_PROBLEM DESCRIPTION_
Copy, without any change, the lines from the one that holds "self.builder = self.builder.json(value);" through the final line of the material below.

_RECORDS FOR THE TASK_
-------

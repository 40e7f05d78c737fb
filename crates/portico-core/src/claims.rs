//! Authenticated-user claims.
//!
//! [`UserClaims`] is the caller context an authentication interceptor
//! or guard attaches to the request. The pipeline itself never
//! interprets claims; it only carries them to guards and handlers.

use indexmap::IndexMap;
use serde::{Deserialize, Serialize};

/// Claims describing the authenticated caller of a request.
///
/// # Example
///
/// ```
/// use portico_core::UserClaims;
///
/// let user = UserClaims::new("user-123")
///     .with_claim("email", serde_json::json!("alice@example.com"))
///     .with_claim("roles", serde_json::json!(["admin", "user"]));
///
/// assert_eq!(user.subject(), "user-123");
/// assert_eq!(user.roles(), vec!["admin", "user"]);
/// ```
#[derive(Debug, Clone, PartialEq, Serialize, Deserialize)]
pub struct UserClaims {
    /// The subject identifier (e.g., a user ID or token `sub`).
    subject: String,
    /// All claims, in insertion order.
    claims: IndexMap<String, serde_json::Value>,
}

impl UserClaims {
    /// Creates claims for the given subject.
    #[must_use]
    pub fn new(subject: impl Into<String>) -> Self {
        Self {
            subject: subject.into(),
            claims: IndexMap::new(),
        }
    }

    /// Returns the subject identifier.
    #[must_use]
    pub fn subject(&self) -> &str {
        &self.subject
    }

    /// Adds a claim, replacing any previous value for the same name.
    #[must_use]
    pub fn with_claim(mut self, name: impl Into<String>, value: serde_json::Value) -> Self {
        self.claims.insert(name.into(), value);
        self
    }

    /// Sets a claim on an existing value.
    pub fn set_claim(&mut self, name: impl Into<String>, value: serde_json::Value) {
        self.claims.insert(name.into(), value);
    }

    /// Returns a claim value by name.
    #[must_use]
    pub fn claim(&self, name: &str) -> Option<&serde_json::Value> {
        self.claims.get(name)
    }

    /// Returns a claim as a string, when it is one.
    #[must_use]
    pub fn claim_str(&self, name: &str) -> Option<&str> {
        self.claims.get(name).and_then(serde_json::Value::as_str)
    }

    /// Returns true if the claim is present.
    #[must_use]
    pub fn has_claim(&self, name: &str) -> bool {
        self.claims.contains_key(name)
    }

    /// Returns the caller's roles from the `roles` claim.
    ///
    /// Non-array or missing `roles` claims yield an empty list.
    #[must_use]
    pub fn roles(&self) -> Vec<&str> {
        self.claims
            .get("roles")
            .and_then(serde_json::Value::as_array)
            .map(|values| values.iter().filter_map(serde_json::Value::as_str).collect())
            .unwrap_or_default()
    }

    /// Returns true if the caller carries the given role.
    #[must_use]
    pub fn has_role(&self, role: &str) -> bool {
        self.roles().contains(&role)
    }

    /// Iterates over all claims in insertion order.
    pub fn iter(&self) -> impl Iterator<Item = (&str, &serde_json::Value)> {
        self.claims.iter().map(|(k, v)| (k.as_str(), v))
    }
}
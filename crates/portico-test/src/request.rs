//! Test request construction.

use bytes::Bytes;
use http::{HeaderMap, Method, Uri};

use crate::error::TestError;

/// A fully built test request, ready for dispatch.
#[derive(Debug, Clone)]
pub struct TestRequest {
    /// HTTP method.
    pub method: Method,
    /// Request URI (path and optional query).
    pub uri: Uri,
    /// Request headers.
    pub headers: HeaderMap,
    /// Buffered request body.
    pub body: Bytes,
}

impl TestRequest {
    /// Starts a GET request builder.
    pub fn get(uri: impl AsRef<str>) -> TestRequestBuilder {
        TestRequestBuilder::new(Method::GET, uri)
    }

    /// Starts a POST request builder.
    pub fn post(uri: impl AsRef<str>) -> TestRequestBuilder {
        TestRequestBuilder::new(Method::POST, uri)
    }

    /// Starts a PUT request builder.
    pub fn put(uri: impl AsRef<str>) -> TestRequestBuilder {
        TestRequestBuilder::new(Method::PUT, uri)
    }

    /// Starts a PATCH request builder.
    pub fn patch(uri: impl AsRef<str>) -> TestRequestBuilder {
        TestRequestBuilder::new(Method::PATCH, uri)
    }

    /// Starts a DELETE request builder.
    pub fn delete(uri: impl AsRef<str>) -> TestRequestBuilder {
        TestRequestBuilder::new(Method::DELETE, uri)
    }
}

/// Builder for [`TestRequest`].
#[derive(Debug)]
pub struct TestRequestBuilder {
    method: Method,
    uri: String,
    headers: Vec<(String, String)>,
    body: Bytes,
    json_error: Option<serde_json::Error>,
}

impl TestRequestBuilder {
    /// Creates a builder with a method and URI.
    pub fn new(method: Method, uri: impl AsRef<str>) -> Self {
        Self {
            method,
            uri: uri.as_ref().to_string(),
            headers: Vec::new(),
            body: Bytes::new(),
            json_error: None,
        }
    }

    /// Adds a header.
    #[must_use]
    pub fn header(mut self, name: impl AsRef<str>, value: impl AsRef<str>) -> Self {
        self.headers
            .push((name.as_ref().to_string(), value.as_ref().to_string()));
        self
    }

    /// Sets the Content-Type header.
    #[must_use]
    pub fn content_type(self, content_type: impl AsRef<str>) -> Self {
        self.header("content-type", content_type)
    }

    /// Sets the Authorization header with a Bearer token.
    #[must_use]
    pub fn bearer_token(self, token: impl AsRef<str>) -> Self {
        let value = format!("Bearer {}", token.as_ref());
        self.header("authorization", value)
    }

    /// Sets the raw request body.
    #[must_use]
    pub fn body(mut self, body: impl Into<Bytes>) -> Self {
        self.body = body.into();
        self
    }

    /// Sets a JSON body and the matching content type.
    ///
    /// Serialization failures are reported when the request is built.
    #[must_use]
    pub fn json<T: serde::Serialize>(mut self, value: &T) -> Self {
        match serde_json::to_vec(value) {
            Ok(bytes) => {
                self.body = Bytes::from(bytes);
                self.content_type("application/json")
            }
            Err(e) => {
                self.json_error = Some(e);
                self
            }
        }
    }

    /// Builds the request.
    ///
    /// # Errors
    ///
    /// Returns [`TestError`] for an unparsable URI or header, or a
    /// JSON body that failed to serialize.
    pub fn build(self) -> Result<TestRequest, TestError> {
        if let Some(error) = self.json_error {
            return Err(TestError::JsonBody(error));
        }

        let uri: Uri = self
            .uri
            .parse()
            .map_err(|_| TestError::InvalidUri(self.uri.clone()))?;

        let mut headers = HeaderMap::new();
        for (name, value) in self.headers {
            let header_name: http::header::HeaderName =
                name.parse().map_err(|e| TestError::InvalidHeader {
                    name: name.clone(),
                    reason: format!("{e}"),
                })?;
            let header_value: http::header::HeaderValue =
                value.parse().map_err(|e| TestError::InvalidHeader {
                    name: name.clone(),
                    reason: format!("{e}"),
                })?;
            headers.append(header_name, header_value);
        }

        Ok(TestRequest {
            method: self.method,
            uri,
            headers,
            body: self.body,
        })
    }
}
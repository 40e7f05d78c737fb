//! Test client for in-memory HTTP testing.

use std::sync::Arc;

use bytes::Bytes;
use http::Method;
use portico_server::App;

use crate::error::TestError;
use crate::request::{TestRequest, TestRequestBuilder};
use crate::response::TestResponse;

/// A client driving an [`App`] entirely in memory.
///
/// Requests go straight through `App::dispatch_parts` — the full
/// pipeline runs, but no port is bound and no socket is involved.
///
/// # Example
///
/// ```rust
/// use portico_server::{App, handler_fn};
/// use portico_test::TestClient;
/// use http::{Method, StatusCode};
///
/// # tokio_test::block_on(async {
/// let app = App::builder()
///     .route(Method::GET, "/users/:id", handler_fn(|req, res| {
///         Box::pin(async move {
///             let id = req.require_param("id")?.to_string();
///             res.status(StatusCode::OK).text(id);
///             Ok(())
///         })
///     }))
///     .build()
///     .unwrap();
///
/// let client = TestClient::new(app);
/// let response = client.get("/users/42").send().await;
/// assert_eq!(response.text().unwrap(), "42");
/// # });
/// ```
#[must_use]
pub struct TestClient {
    app: Arc<App>,
    /// Default headers added to every request.
    default_headers: Vec<(String, String)>,
}

impl TestClient {
    /// Creates a client over an assembled application.
    pub fn new(app: App) -> Self {
        Self {
            app: Arc::new(app),
            default_headers: Vec::new(),
        }
    }

    /// Creates a client over a shared application.
    pub fn from_shared(app: Arc<App>) -> Self {
        Self {
            app,
            default_headers: Vec::new(),
        }
    }

    /// Adds a header included in every request.
    pub fn with_default_header(
        mut self,
        name: impl Into<String>,
        value: impl Into<String>,
    ) -> Self {
        self.default_headers.push((name.into(), value.into()));
        self
    }

    /// Creates a GET request builder.
    pub fn get(&self, uri: impl AsRef<str>) -> TestClientRequest<'_> {
        TestClientRequest::new(self, TestRequest::get(uri))
    }

    /// Creates a POST request builder.
    pub fn post(&self, uri: impl AsRef<str>) -> TestClientRequest<'_> {
        TestClientRequest::new(self, TestRequest::post(uri))
    }

    /// Creates a PUT request builder.
    pub fn put(&self, uri: impl AsRef<str>) -> TestClientRequest<'_> {
        TestClientRequest::new(self, TestRequest::put(uri))
    }

    /// Creates a PATCH request builder.
    pub fn patch(&self, uri: impl AsRef<str>) -> TestClientRequest<'_> {
        TestClientRequest::new(self, TestRequest::patch(uri))
    }

    /// Creates a DELETE request builder.
    pub fn delete(&self, uri: impl AsRef<str>) -> TestClientRequest<'_> {
        TestClientRequest::new(self, TestRequest::delete(uri))
    }

    /// Creates a request builder with an arbitrary method.
    pub fn request(&self, method: Method, uri: impl AsRef<str>) -> TestClientRequest<'_> {
        TestClientRequest::new(self, TestRequestBuilder::new(method, uri))
    }

    async fn send_internal(&self, request: TestRequest) -> TestResponse {
        let response = self
            .app
            .dispatch_parts(request.method, request.uri, request.headers, request.body)
            .await;
        TestResponse::from_http(response).await
    }
}

/// A request builder bound to a test client.
pub struct TestClientRequest<'a> {
    client: &'a TestClient,
    builder: TestRequestBuilder,
}

impl<'a> TestClientRequest<'a> {
    fn new(client: &'a TestClient, builder: TestRequestBuilder) -> Self {
        let mut builder = builder;
        for (name, value) in &client.default_headers {
            builder = builder.header(name, value);
        }
        Self { client, builder }
    }

    /// Sets a header on the request.
    #[must_use]
    pub fn header(mut self, name: impl AsRef<str>, value: impl AsRef<str>) -> Self {
        self.builder = self.builder.header(name, value);
        self
    }

    /// Sets the Content-Type header.
    #[must_use]
    pub fn content_type(mut self, content_type: impl AsRef<str>) -> Self {
        self.builder = self.builder.content_type(content_type);
        self
    }

    /// Sets the Authorization header with a Bearer token.
    #[must_use]
    pub fn bearer_token(mut self, token: impl AsRef<str>) -> Self {
        self.builder = self.builder.bearer_token(token);
        self
    }

    /// Sets the raw request body.
    #[must_use]
    pub fn body(mut self, body: impl Into<Bytes>) -> Self {
        self.builder = self.builder.body(body);
        self
    }

    /// Sets a JSON request body.
    #[must_use]
    pub fn json<T: serde::Serialize>(mut self, value: &T) -> Self {
        self.builder = self.builder.json(value);
        self
    }

    /// Sends the request and returns the buffered response.
    ///
    /// # Panics
    ///
    /// Panics when the request itself is malformed; use
    /// [`try_send`](Self::try_send) to handle that as a result.
    pub async fn send(self) -> TestResponse {
        self.try_send().await.expect("valid test request")
    }

    /// Sends the request, reporting build failures as errors.
    ///
    /// # Errors
    ///
    /// Returns [`TestError`] when the request could not be built.
    pub async fn try_send(self) -> Result<TestResponse, TestError> {
        let request = self.builder.build()?;
        Ok(self.client.send_internal(request).await)
    }
}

-------

_ANSWER BOX_
        self.builder = self.builder.json(value);
        self
    }

    /// Sends the request and returns the buffered response.
    ///
    /// # Panics
    ///
    /// Panics when the request itself is malformed; use
    /// [`try_send`](Self::try_send) to handle that as a result.
    pub async fn send(self) -> TestResponse {
        self.try_send().await.expect("valid test request")
    }

    /// Sends the request, reporting build failures as errors.
    ///
    /// # Errors
    ///
    /// Returns [`TestError`] when the request could not be built.
    pub async fn try_send(self) -> Result<TestResponse, TestError> {
        let request = self.builder.build()?;
        Ok(self.client.send_internal(request).await)
    }
}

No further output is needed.